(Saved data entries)
#####

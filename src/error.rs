//! Error types used by the slow-start runner.
//!
//! The batching algorithm itself has no error taxonomy: its outcome is the
//! number of skipped items. [`SlowStartError`] only covers runs configured to
//! validate callback reports (see [`FailurePolicy::Strict`](crate::FailurePolicy::Strict)).
//!
//! Like the rest of the crate's public types it provides `as_label` and
//! `as_message` helpers for logs/metrics.

use thiserror::Error;

/// # Errors produced by the slow-start runner.
#[non_exhaustive]
#[derive(Error, Debug, Clone, PartialEq, Eq)]
pub enum SlowStartError {
    /// A callback reported more failures than items in its batch.
    #[error("batch of {batch_size} at pos {pos} reported {failures} failures")]
    FailuresOutOfRange {
        /// Size of the offending batch.
        batch_size: usize,
        /// Offset of the offending batch.
        pos: usize,
        /// Failure count reported by the callback.
        failures: usize,
    },
}

impl SlowStartError {
    /// Returns a short stable label (snake_case) for use in logs/metrics.
    ///
    /// # Example
    /// ```
    /// use slowstart::SlowStartError;
    ///
    /// let err = SlowStartError::FailuresOutOfRange { batch_size: 2, pos: 1, failures: 3 };
    /// assert_eq!(err.as_label(), "failures_out_of_range");
    /// ```
    pub fn as_label(&self) -> &'static str {
        match self {
            SlowStartError::FailuresOutOfRange { .. } => "failures_out_of_range",
        }
    }

    /// Returns a human-readable message with details about the error.
    pub fn as_message(&self) -> String {
        match self {
            SlowStartError::FailuresOutOfRange {
                batch_size,
                pos,
                failures,
            } => format!("failures={failures} exceed batch_size={batch_size} (pos={pos})"),
        }
    }
}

#####

## Exercise requirements
Copy every line of the data where "items" is found.

## Response
//! number of skipped items. [`SlowStartError`] only covers runs configured to
    /// A callback reported more failures than items in its batch.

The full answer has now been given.